Extracted data entries
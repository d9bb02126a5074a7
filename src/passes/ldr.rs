//! Post-tonemapping draws: LDR geometry, overlays and selection outlines.

use glam::Mat4;

use crate::pipeline::{DrawPipeline, PipelineId};
use crate::render_graph::{
    DefaultRenderCommand, MeshGeometry, OutlineRenderCommand, SortedCommandBuffer,
};

/// Draws that happen after tonemapping.
///
/// Outlines are not sorted: they are all drawn with the same stencil-marking
/// pipeline, and a single full-screen pass afterwards turns the marked
/// stencil bit into an outline.
#[derive(Debug, Default)]
pub struct LdrRenderPass {
    ldr_pass: SortedCommandBuffer<u64>,
    overlays: SortedCommandBuffer<u64>,
    outlines: Vec<OutlineRenderCommand>,
}

impl LdrRenderPass {
    pub fn new() -> Self {
        Self::default()
    }

    /// Depth-tested LDR geometry (gizmos, debug meshes).
    pub fn render_object<P, M>(&mut self, transform: Mat4, geometry: &MeshGeometry, material: M)
    where
        P: DrawPipeline<DefaultRenderCommand<M>>,
        M: Send + Sync + 'static,
    {
        self.ldr_pass.push_back::<P, _>(
            PipelineId::of::<P>().raw(),
            DefaultRenderCommand {
                transform,
                geometry: geometry.clone(),
                material,
            },
        );
    }

    /// Geometry drawn on top of everything, without depth test.
    pub fn render_overlay<P, M>(&mut self, transform: Mat4, geometry: &MeshGeometry, material: M)
    where
        P: DrawPipeline<DefaultRenderCommand<M>>,
        M: Send + Sync + 'static,
    {
        self.overlays.push_back::<P, _>(
            PipelineId::of::<P>().raw(),
            DefaultRenderCommand {
                transform,
                geometry: geometry.clone(),
                material,
            },
        );
    }

    /// Mark an object for the selection outline.
    pub fn render_outline(&mut self, transform: Mat4, geometry: &MeshGeometry) {
        self.outlines.push(OutlineRenderCommand {
            transform,
            geometry: geometry.clone(),
        });
    }

    pub fn reset(&mut self) {
        self.ldr_pass.clear();
        self.overlays.clear();
        self.outlines.clear();
    }

    pub fn sort(&mut self) {
        self.ldr_pass.sort();
        self.overlays.sort();
    }

    pub fn ldr_pass(&self) -> &SortedCommandBuffer<u64> {
        &self.ldr_pass
    }

    pub fn overlays(&self) -> &SortedCommandBuffer<u64> {
        &self.overlays
    }

    pub fn outlines(&self) -> &[OutlineRenderCommand] {
        &self.outlines
    }

    pub fn is_empty(&self) -> bool {
        self.ldr_pass.is_empty() && self.overlays.is_empty() && self.outlines.is_empty()
    }
}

**WORK REQUEST**: Find every line in the records that contains the word "drawn"; copy those lines.

**RESPONSE**:
/// Outlines are not sorted: they are all drawn with the same stencil-marking
    /// Geometry drawn on top of everything, without depth test.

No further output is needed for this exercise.